Task instructions =>
Below is a listing. Copy each line of it that holds the word "PartialEq".

Exercise data =>
--- START ---

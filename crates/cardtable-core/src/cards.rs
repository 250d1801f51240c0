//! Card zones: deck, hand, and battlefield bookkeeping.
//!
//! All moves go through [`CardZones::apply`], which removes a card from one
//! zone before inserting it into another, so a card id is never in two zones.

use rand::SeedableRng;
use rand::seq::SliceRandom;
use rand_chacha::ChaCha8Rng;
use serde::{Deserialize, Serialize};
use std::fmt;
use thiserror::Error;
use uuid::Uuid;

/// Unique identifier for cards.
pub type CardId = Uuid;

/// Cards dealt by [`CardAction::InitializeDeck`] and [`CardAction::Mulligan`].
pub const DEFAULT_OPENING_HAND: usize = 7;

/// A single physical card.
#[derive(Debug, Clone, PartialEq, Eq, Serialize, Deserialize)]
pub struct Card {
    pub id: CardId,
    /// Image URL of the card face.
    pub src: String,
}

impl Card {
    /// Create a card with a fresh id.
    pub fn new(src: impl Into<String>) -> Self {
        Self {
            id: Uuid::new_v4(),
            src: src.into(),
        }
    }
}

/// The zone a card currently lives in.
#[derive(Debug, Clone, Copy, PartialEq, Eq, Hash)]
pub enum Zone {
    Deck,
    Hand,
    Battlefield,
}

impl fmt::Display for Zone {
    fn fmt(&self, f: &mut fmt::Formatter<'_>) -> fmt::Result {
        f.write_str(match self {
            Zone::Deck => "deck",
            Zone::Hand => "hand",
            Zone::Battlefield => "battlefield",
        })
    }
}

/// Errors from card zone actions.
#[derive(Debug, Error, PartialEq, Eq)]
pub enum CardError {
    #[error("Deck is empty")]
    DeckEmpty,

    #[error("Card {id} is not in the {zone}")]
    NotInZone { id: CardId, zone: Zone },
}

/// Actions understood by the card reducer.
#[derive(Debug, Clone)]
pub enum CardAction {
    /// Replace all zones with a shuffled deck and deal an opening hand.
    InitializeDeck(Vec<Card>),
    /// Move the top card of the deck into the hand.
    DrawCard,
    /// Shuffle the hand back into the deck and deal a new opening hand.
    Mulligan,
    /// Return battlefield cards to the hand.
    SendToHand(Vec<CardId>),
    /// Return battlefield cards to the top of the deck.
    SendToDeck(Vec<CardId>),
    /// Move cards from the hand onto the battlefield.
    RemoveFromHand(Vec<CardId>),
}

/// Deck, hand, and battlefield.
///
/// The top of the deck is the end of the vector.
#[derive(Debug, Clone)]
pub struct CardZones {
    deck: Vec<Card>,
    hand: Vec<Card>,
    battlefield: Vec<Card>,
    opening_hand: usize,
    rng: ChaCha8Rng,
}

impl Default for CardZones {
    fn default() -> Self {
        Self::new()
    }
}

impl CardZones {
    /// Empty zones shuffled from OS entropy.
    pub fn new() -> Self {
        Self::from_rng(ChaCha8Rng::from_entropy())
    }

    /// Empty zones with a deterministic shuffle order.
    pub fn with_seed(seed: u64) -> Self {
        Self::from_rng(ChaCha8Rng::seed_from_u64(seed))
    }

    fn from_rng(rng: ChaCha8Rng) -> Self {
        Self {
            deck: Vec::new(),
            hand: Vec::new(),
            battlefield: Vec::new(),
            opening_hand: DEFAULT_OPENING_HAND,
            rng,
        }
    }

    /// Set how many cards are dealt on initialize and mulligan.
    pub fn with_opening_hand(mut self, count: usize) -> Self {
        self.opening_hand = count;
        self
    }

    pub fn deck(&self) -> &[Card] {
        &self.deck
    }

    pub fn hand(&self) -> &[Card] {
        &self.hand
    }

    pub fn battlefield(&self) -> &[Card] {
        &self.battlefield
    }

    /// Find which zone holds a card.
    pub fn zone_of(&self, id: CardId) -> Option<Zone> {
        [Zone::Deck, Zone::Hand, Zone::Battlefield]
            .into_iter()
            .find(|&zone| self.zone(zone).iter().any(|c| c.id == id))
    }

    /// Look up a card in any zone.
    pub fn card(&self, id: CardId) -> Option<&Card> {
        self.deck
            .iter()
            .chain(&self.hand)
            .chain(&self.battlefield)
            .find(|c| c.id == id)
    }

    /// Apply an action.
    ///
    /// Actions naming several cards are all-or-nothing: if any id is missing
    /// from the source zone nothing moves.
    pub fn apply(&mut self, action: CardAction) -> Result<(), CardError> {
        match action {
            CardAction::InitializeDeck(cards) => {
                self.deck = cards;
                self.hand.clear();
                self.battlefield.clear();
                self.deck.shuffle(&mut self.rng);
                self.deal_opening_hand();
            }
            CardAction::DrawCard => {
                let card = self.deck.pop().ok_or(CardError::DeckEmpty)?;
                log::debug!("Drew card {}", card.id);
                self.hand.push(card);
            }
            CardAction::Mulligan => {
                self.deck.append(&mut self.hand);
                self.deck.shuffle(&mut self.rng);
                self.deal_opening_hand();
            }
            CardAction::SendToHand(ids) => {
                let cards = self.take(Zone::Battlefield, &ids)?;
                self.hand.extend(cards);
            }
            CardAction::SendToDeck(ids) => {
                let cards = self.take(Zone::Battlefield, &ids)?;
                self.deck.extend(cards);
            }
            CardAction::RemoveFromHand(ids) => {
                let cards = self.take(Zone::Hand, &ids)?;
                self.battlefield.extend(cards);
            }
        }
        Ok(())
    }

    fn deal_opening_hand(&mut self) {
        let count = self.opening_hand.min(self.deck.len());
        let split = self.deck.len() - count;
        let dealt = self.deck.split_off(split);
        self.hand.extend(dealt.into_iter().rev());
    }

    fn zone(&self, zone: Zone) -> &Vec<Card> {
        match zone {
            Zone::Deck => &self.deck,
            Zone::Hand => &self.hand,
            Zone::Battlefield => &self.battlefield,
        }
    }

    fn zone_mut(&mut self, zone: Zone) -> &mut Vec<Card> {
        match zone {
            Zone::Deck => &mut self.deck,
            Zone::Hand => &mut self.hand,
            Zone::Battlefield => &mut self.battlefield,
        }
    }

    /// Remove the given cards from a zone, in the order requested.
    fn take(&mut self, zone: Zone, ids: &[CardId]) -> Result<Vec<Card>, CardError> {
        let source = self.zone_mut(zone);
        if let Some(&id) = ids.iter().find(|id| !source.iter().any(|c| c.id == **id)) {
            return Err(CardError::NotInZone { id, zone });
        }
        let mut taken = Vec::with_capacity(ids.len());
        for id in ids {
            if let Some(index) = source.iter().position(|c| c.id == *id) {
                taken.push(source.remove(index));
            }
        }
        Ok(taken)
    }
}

--- END ---
--- START ---

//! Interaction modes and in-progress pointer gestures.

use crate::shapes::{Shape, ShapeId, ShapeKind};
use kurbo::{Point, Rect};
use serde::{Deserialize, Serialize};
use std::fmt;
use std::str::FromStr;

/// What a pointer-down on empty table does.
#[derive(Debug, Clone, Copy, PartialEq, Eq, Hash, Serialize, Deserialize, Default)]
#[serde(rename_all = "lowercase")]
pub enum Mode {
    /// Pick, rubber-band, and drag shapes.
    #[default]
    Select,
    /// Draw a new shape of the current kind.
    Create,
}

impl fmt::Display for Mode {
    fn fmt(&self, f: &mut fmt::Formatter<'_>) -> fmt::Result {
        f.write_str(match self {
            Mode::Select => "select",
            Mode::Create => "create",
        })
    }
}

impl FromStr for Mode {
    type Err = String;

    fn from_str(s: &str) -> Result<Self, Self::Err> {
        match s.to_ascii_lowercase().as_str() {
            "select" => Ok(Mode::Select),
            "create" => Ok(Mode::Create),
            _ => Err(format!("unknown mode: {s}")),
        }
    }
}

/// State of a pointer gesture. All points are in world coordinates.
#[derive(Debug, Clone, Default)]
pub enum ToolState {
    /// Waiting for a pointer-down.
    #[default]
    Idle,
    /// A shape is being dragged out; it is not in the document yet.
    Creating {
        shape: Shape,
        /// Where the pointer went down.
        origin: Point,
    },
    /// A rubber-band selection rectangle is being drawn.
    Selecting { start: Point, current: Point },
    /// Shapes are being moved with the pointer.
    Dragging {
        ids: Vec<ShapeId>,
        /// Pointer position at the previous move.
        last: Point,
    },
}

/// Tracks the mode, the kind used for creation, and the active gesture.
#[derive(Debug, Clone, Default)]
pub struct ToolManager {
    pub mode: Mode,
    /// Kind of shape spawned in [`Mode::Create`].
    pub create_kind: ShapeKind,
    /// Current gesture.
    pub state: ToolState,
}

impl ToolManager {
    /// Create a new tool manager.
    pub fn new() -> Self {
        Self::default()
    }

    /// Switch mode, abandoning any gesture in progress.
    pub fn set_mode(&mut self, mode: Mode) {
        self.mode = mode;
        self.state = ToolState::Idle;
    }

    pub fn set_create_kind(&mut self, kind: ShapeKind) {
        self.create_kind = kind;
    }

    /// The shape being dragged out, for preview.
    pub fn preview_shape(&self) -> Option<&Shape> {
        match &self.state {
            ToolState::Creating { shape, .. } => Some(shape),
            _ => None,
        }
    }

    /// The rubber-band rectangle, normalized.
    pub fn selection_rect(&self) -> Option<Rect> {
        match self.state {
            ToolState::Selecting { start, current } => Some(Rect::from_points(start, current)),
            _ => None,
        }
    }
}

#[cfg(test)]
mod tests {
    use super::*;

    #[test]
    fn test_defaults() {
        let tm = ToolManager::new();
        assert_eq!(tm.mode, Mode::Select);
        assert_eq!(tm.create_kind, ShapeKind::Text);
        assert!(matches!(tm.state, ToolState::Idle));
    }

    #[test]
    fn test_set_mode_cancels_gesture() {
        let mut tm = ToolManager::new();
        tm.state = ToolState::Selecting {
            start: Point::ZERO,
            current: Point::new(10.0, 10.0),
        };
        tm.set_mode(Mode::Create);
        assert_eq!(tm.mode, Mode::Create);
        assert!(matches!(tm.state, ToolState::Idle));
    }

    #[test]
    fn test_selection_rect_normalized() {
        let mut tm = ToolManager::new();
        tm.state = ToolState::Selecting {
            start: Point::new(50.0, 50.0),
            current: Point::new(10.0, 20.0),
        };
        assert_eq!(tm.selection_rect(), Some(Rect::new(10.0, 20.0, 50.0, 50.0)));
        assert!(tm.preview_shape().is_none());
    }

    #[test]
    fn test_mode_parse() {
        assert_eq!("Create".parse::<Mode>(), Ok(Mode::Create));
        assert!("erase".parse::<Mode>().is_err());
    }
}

--- END ---

Solution to this problem =>
#[derive(Debug, Clone, PartialEq, Eq, Serialize, Deserialize)]
#[derive(Debug, Clone, Copy, PartialEq, Eq, Hash)]
#[derive(Debug, Error, PartialEq, Eq)]
#[derive(Debug, Clone, Copy, PartialEq, Eq, Hash, Serialize, Deserialize, Default)]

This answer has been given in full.